━━━ INPUT FOR THIS TASK ━━━

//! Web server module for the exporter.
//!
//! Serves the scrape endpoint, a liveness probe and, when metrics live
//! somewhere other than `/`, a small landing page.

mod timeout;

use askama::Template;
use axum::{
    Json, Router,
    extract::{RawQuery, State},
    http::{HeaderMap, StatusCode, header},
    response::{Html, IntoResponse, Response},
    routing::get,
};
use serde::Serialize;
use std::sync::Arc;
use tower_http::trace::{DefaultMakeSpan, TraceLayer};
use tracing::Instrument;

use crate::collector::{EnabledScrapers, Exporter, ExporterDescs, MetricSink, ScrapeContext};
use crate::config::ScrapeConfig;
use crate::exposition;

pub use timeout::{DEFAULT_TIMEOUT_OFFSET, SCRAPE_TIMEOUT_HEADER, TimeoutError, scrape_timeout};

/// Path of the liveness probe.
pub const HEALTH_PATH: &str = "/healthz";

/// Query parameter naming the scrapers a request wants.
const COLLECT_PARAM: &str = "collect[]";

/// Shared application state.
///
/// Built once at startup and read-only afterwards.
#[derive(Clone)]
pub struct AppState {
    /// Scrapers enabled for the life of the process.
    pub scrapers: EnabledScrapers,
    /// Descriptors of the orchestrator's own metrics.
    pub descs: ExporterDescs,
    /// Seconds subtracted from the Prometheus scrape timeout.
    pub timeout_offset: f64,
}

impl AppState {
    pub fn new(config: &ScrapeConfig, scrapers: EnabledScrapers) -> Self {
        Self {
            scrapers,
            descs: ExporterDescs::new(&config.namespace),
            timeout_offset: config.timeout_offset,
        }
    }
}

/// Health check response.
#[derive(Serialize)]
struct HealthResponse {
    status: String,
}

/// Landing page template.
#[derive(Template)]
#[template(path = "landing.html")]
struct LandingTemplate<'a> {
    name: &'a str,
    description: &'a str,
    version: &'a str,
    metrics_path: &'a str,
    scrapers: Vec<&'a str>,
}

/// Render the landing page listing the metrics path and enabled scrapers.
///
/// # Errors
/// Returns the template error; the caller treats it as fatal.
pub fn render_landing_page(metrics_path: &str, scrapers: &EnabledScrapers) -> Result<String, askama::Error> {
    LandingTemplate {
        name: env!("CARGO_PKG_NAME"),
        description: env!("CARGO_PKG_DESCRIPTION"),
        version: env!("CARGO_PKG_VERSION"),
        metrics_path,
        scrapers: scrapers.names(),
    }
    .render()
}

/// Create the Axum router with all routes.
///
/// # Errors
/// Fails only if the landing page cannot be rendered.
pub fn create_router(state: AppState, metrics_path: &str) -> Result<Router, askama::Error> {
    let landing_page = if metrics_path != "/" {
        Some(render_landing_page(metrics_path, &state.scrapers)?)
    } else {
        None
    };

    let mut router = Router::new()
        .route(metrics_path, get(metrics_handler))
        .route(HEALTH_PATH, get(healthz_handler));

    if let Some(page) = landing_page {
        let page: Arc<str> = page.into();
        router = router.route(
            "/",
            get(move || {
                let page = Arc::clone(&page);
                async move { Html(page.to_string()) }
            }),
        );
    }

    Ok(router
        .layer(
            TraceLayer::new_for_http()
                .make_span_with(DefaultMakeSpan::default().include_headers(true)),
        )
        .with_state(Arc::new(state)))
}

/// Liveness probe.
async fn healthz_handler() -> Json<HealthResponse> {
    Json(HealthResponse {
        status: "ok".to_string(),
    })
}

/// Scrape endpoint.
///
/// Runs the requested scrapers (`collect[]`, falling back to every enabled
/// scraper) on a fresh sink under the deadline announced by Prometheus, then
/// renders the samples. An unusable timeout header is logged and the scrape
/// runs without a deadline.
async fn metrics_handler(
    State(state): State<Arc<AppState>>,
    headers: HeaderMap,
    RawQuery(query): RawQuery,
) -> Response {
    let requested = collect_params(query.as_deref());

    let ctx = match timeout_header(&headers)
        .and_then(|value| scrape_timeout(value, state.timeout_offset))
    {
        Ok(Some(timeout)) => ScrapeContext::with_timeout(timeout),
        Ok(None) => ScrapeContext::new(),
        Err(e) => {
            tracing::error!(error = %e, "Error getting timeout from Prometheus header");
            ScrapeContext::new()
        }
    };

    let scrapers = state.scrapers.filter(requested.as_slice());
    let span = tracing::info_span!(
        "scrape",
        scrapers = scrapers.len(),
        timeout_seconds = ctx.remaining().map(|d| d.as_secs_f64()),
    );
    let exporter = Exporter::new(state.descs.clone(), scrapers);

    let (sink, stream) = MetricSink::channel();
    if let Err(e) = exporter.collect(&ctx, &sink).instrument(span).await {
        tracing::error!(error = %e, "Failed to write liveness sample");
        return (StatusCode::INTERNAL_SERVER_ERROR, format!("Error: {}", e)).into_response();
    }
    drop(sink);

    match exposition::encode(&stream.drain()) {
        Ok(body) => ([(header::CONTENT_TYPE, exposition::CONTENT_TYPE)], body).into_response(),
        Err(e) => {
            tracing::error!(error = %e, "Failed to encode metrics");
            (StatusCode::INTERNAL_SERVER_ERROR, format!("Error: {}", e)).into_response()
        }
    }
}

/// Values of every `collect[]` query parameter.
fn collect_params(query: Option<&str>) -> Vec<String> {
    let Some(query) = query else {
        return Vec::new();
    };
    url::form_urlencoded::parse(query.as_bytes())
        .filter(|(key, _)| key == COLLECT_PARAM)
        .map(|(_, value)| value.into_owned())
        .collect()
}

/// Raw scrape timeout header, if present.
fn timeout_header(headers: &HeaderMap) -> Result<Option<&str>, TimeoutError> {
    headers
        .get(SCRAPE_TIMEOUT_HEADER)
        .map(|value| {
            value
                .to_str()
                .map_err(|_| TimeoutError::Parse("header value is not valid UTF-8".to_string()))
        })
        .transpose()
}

━━━
━━━ INPUT FOR THIS TASK ━━━

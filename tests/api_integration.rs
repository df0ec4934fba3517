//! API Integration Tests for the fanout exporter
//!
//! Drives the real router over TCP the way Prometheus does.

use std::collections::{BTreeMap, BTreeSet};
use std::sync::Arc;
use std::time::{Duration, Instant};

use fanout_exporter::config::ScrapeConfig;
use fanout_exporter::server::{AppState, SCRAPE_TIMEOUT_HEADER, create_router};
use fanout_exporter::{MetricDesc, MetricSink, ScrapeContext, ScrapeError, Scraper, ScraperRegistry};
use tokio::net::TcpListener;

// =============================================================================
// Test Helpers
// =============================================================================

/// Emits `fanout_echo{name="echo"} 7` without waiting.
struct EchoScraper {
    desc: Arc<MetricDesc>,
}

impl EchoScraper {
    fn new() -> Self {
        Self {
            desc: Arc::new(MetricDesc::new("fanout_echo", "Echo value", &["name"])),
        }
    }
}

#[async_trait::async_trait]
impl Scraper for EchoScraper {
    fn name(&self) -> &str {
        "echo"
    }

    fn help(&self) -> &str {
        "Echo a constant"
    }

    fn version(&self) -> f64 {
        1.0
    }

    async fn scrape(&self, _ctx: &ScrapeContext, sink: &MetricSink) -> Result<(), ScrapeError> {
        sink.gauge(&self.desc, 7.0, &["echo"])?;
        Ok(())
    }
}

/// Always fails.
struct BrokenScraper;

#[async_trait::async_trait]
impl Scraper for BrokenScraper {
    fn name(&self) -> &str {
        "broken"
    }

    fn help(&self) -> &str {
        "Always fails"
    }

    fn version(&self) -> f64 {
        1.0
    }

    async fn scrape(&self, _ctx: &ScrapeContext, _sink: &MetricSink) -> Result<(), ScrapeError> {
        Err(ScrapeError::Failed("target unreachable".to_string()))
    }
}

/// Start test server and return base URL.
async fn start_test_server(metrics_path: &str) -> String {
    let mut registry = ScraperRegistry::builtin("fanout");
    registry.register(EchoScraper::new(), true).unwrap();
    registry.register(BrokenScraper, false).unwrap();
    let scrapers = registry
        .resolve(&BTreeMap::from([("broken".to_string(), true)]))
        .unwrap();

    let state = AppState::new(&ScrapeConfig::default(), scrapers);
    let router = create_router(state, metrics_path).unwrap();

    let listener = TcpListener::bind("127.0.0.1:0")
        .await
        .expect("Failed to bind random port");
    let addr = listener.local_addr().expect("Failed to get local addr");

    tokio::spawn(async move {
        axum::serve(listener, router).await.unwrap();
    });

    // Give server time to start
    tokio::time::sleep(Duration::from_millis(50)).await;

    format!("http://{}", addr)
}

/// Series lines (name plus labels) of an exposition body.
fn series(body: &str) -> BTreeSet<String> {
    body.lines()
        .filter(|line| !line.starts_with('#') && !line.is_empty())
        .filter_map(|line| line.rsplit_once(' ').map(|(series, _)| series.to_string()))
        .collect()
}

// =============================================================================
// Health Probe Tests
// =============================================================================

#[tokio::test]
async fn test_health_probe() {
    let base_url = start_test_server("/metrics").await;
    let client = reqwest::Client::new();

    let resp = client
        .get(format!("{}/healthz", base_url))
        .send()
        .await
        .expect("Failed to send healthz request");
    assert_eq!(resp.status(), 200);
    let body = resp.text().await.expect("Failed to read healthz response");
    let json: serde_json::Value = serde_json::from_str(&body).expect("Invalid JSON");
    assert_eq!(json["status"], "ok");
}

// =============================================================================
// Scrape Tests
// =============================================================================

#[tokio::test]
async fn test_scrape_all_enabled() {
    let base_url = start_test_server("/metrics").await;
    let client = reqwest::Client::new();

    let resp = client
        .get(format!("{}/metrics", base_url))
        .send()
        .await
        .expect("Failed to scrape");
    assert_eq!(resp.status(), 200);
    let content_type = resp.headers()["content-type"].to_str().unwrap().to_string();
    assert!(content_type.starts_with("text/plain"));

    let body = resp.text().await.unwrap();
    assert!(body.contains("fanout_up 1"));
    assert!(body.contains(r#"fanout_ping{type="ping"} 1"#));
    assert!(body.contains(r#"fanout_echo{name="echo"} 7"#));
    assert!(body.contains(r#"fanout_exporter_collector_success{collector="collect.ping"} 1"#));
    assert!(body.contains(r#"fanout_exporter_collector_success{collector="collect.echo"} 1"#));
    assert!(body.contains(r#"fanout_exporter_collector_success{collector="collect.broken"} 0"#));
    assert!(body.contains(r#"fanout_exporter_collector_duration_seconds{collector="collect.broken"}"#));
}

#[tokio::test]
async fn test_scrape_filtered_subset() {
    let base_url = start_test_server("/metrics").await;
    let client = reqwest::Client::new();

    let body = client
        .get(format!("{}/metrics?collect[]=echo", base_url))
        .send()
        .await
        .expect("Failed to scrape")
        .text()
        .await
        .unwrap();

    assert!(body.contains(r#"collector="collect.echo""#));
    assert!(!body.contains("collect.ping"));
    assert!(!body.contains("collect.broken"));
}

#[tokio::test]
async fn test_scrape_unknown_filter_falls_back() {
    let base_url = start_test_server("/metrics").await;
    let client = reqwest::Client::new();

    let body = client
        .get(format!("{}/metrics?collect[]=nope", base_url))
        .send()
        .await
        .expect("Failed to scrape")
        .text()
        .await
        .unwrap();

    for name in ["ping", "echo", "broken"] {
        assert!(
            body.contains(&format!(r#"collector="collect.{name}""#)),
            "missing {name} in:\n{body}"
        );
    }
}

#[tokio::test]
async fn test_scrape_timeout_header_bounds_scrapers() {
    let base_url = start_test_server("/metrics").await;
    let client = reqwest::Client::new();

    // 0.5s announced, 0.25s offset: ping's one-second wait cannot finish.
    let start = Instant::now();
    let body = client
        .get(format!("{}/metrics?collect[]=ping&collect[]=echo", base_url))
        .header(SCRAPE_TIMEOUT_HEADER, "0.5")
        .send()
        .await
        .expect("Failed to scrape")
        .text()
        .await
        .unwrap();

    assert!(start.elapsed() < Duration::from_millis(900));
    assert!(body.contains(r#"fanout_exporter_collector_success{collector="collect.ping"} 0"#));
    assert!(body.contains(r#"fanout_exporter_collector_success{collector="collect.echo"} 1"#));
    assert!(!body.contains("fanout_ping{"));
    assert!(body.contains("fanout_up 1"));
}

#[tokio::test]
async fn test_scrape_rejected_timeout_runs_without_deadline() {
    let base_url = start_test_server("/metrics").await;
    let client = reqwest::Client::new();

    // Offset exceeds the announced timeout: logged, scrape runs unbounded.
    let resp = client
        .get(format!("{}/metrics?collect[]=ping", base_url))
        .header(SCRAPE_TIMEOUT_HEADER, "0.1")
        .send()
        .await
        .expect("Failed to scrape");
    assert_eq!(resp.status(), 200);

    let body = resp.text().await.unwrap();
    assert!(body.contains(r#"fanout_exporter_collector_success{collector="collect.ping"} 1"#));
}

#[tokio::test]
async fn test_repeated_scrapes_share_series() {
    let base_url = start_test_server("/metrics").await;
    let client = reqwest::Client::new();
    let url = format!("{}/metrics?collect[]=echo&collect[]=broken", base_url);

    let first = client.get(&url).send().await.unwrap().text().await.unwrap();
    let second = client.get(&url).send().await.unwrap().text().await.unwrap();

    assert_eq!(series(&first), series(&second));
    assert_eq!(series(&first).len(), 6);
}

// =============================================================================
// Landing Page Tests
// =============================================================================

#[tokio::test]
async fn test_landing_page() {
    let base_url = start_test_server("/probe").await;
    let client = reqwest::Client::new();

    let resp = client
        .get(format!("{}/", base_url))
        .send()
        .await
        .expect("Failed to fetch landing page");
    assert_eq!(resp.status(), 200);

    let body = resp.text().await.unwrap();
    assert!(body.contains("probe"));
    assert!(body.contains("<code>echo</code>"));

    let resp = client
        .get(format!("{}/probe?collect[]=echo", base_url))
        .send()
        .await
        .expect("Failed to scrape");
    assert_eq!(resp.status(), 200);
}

━━━
━━━ INPUT FOR THIS TASK ━━━

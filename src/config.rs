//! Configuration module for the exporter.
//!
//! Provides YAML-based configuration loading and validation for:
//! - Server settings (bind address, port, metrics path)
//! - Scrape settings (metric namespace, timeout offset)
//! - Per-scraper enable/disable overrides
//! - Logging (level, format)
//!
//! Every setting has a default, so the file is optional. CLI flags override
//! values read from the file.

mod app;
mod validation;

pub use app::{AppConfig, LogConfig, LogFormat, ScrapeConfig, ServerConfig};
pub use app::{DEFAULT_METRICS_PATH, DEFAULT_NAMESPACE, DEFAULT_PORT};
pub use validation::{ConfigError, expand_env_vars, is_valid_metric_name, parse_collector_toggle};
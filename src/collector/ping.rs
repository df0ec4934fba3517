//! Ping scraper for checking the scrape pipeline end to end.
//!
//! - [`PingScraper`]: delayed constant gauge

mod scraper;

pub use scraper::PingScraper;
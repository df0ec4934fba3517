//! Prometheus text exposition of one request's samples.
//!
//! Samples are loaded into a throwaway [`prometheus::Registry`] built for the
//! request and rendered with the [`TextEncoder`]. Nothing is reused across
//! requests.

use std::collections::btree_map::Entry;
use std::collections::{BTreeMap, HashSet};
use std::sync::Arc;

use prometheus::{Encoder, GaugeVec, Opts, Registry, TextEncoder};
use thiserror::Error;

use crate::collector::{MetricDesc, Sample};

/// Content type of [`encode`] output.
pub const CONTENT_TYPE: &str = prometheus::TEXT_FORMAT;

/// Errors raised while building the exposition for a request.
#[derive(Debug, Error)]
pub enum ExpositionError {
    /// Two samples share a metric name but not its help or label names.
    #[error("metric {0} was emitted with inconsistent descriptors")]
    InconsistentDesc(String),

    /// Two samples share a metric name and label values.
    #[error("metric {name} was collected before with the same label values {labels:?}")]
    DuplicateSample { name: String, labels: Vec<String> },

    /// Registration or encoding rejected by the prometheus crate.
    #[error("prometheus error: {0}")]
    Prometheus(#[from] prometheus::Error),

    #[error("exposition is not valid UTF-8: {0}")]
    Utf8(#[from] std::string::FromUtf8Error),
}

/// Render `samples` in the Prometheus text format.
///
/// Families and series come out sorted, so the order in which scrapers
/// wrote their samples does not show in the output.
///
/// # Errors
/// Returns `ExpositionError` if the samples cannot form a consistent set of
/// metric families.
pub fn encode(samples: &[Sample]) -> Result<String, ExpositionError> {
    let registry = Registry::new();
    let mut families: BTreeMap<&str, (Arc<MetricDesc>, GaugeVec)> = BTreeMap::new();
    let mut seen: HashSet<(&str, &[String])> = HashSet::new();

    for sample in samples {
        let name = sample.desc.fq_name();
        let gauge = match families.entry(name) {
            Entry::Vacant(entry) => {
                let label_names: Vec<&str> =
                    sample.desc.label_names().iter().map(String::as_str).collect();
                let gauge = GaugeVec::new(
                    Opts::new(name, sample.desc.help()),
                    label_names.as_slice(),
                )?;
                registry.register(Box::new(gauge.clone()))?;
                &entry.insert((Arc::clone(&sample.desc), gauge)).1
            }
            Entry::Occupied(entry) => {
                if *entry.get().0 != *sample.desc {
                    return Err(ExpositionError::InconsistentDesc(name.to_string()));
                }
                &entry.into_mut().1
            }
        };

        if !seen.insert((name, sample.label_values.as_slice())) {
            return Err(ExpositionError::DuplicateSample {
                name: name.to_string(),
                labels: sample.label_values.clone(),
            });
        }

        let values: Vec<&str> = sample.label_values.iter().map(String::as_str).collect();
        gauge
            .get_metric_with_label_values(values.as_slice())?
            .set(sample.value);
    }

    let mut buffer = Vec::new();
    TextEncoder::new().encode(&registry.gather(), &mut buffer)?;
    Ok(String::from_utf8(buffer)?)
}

━━━

▸ WHAT YOU SHOULD DO
Go through the lines above and count those that include "ScrapeContext"; give the total and nothing more.

▸ YOUR SOLUTION
7